As painful and difficult as it is to read about my inevitable end, I accept Nuland’s premise that accurate knowledge of how a disease kills can serve to protect us from our own worst imaginings. Knowing what is happening to us and the likely course of events to come makes us better able to make rational decisions about treatment options that may be presented to us: “A realistic sense of what is to be expected serves as a defense against the unrestrained conjurings of warrantless fear and the terror that one is somehow not doing things right.”

The final disease that nature inflicts on us will determine the atmosphere in which we take our leave of life, but our own choices should be allowed, insofar as possible, to be the decisive factor in the manner of our going.

Nuland addresses the role of the doctor in treating serious illness. The quest of every doctor, Nuland writes, is to make the diagnosis and design and carry out the specific cure. He calls this quest “The Riddle” and notes that “a physician’s driving quest to solve The Riddle will sometimes be at odds with our best interests at the end of life.”

The boundaries of medical futility, however, have never been clear, and it may be too much to expect that they ever will be. It is perhaps for this reason that there has arisen the conviction among doctors—more than a mere conviction, it is nowadays felt by many to be a responsibility—that should error occur in the treatment of a patient, it must always be on the side of doing more rather than less. Doing more is likely to serve the doctor’s needs rather than the patient’s. The very success of his esoteric therapeutics too often leads the physician to believe he can do what is beyond his doing and save those who, left to their own unhindered judgment, would choose not to be subjected to his saving.

And so what hope is left as we die? Nuland offers his answer, which seems to me a rich insight. He concludes “the greatest dignity to be found in death is the dignity of the life that preceded it.” Hope, he says, “resides in the meaning of what our lives have been.”
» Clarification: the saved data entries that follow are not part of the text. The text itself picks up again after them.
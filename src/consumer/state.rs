//! Consume loop state and counters

use std::fmt;
use std::sync::atomic::{AtomicU64, AtomicU8, Ordering};
use std::sync::Arc;

/// Where the consume loop currently is
#[derive(Debug, Clone, Copy, PartialEq, Eq)]
#[repr(u8)]
pub enum LoopState {
    /// Not started
    Idle = 0,
    /// Waiting for the next record
    Polling = 1,
    /// Decoding and running a handler
    Dispatching = 2,
    /// Committing an offset
    Committing = 3,
    /// Publishing to the dead-letter topic
    DeadLettering = 4,
    /// Terminal
    Stopped = 5,
}

impl LoopState {
    fn from_u8(value: u8) -> Self {
        match value {
            0 => LoopState::Idle,
            1 => LoopState::Polling,
            2 => LoopState::Dispatching,
            3 => LoopState::Committing,
            4 => LoopState::DeadLettering,
            _ => LoopState::Stopped,
        }
    }
}

impl fmt::Display for LoopState {
    fn fmt(&self, f: &mut fmt::Formatter<'_>) -> fmt::Result {
        let name = match self {
            LoopState::Idle => "idle",
            LoopState::Polling => "polling",
            LoopState::Dispatching => "dispatching",
            LoopState::Committing => "committing",
            LoopState::DeadLettering => "dead-lettering",
            LoopState::Stopped => "stopped",
        };
        f.write_str(name)
    }
}

/// Shared, lock-free view of the loop state
#[derive(Debug, Clone)]
pub struct LoopStatus {
    state: Arc<AtomicU8>,
}

impl LoopStatus {
    /// Create a status in [`LoopState::Idle`]
    pub fn new() -> Self {
        Self {
            state: Arc::new(AtomicU8::new(LoopState::Idle as u8)),
        }
    }

    /// Current state
    pub fn get(&self) -> LoopState {
        LoopState::from_u8(self.state.load(Ordering::Acquire))
    }

    /// Move to `next`. Once stopped the status never changes again.
    pub fn set(&self, next: LoopState) {
        let _ = self
            .state
            .fetch_update(Ordering::AcqRel, Ordering::Acquire, |current| {
                (current != LoopState::Stopped as u8).then_some(next as u8)
            });
    }

    /// Whether the loop has reached its terminal state
    pub fn is_stopped(&self) -> bool {
        self.get() == LoopState::Stopped
    }
}

impl Default for LoopStatus {
    fn default() -> Self {
        Self::new()
    }
}

/// Per-consumer counters
#[derive(Debug, Default)]
pub struct ConsumerStats {
    received: AtomicU64,
    committed: AtomicU64,
    succeeded: AtomicU64,
    dead_lettered: AtomicU64,
    dropped: AtomicU64,
    unroutable: AtomicU64,
    duplicates: AtomicU64,
    retries: AtomicU64,
    transport_errors: AtomicU64,
}

impl ConsumerStats {
    pub(crate) fn record_received(&self) {
        self.received.fetch_add(1, Ordering::Relaxed);
    }

    pub(crate) fn record_committed(&self) {
        self.committed.fetch_add(1, Ordering::Relaxed);
    }

    pub(crate) fn record_success(&self, attempts: u32) {
        self.succeeded.fetch_add(1, Ordering::Relaxed);
        self.record_retries(attempts);
    }

    pub(crate) fn record_dead_lettered(&self, attempts: u32) {
        self.dead_lettered.fetch_add(1, Ordering::Relaxed);
        self.record_retries(attempts);
    }

    pub(crate) fn record_dropped(&self, attempts: u32) {
        self.dropped.fetch_add(1, Ordering::Relaxed);
        self.record_retries(attempts);
    }

    pub(crate) fn record_unroutable(&self) {
        self.unroutable.fetch_add(1, Ordering::Relaxed);
    }

    pub(crate) fn record_duplicate(&self) {
        self.duplicates.fetch_add(1, Ordering::Relaxed);
    }

    pub(crate) fn record_transport_error(&self) {
        self.transport_errors.fetch_add(1, Ordering::Relaxed);
    }

    fn record_retries(&self, attempts: u32) {
        let retries = attempts.saturating_sub(1) as u64;
        if retries > 0 {
            self.retries.fetch_add(retries, Ordering::Relaxed);
        }
    }

    /// Point-in-time copy of every counter
    pub fn snapshot(&self) -> StatsSnapshot {
        StatsSnapshot {
            received: self.received.load(Ordering::Relaxed),
            committed: self.committed.load(Ordering::Relaxed),
            succeeded: self.succeeded.load(Ordering::Relaxed),
            dead_lettered: self.dead_lettered.load(Ordering::Relaxed),
            dropped: self.dropped.load(Ordering::Relaxed),
            unroutable: self.unroutable.load(Ordering::Relaxed),
            duplicates: self.duplicates.load(Ordering::Relaxed),
            retries: self.retries.load(Ordering::Relaxed),
            transport_errors: self.transport_errors.load(Ordering::Relaxed),
        }
    }
}

/// Counter values at one point in time
#[derive(Debug, Clone, Copy, Default, PartialEq, Eq)]
pub struct StatsSnapshot {
    /// Records pulled from the wire
    pub received: u64,
    /// Offsets committed
    pub committed: u64,
    /// Handlers that completed
    pub succeeded: u64,
    /// Messages published to the dead-letter topic
    pub dead_lettered: u64,
    /// Exhausted messages dropped because no dead-letter topic is configured or publishing failed
    pub dropped: u64,
    /// Records on topics with no route
    pub unroutable: u64,
    /// Records skipped by the inbox
    pub duplicates: u64,
    /// Retries performed across all messages
    pub retries: u64,
    /// Transient transport errors seen while polling
    pub transport_errors: u64,
}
And so, if the classic image of dying with dignity must be modified or even discarded, what is to be salvaged of our hope for the final memories we leave to those who love us? The dignity that we seek in dying must be found in the dignity with which we have lived our lives. Ars moriendi is ars vivendi: The art of dying is the art of living. The honesty and grace of the years of life that are ending is the real measure of how we die. It is not in the last weeks or days that we compose the message that will be remembered, but in all the decades that preceded them. Who has lived in dignity, dies in dignity.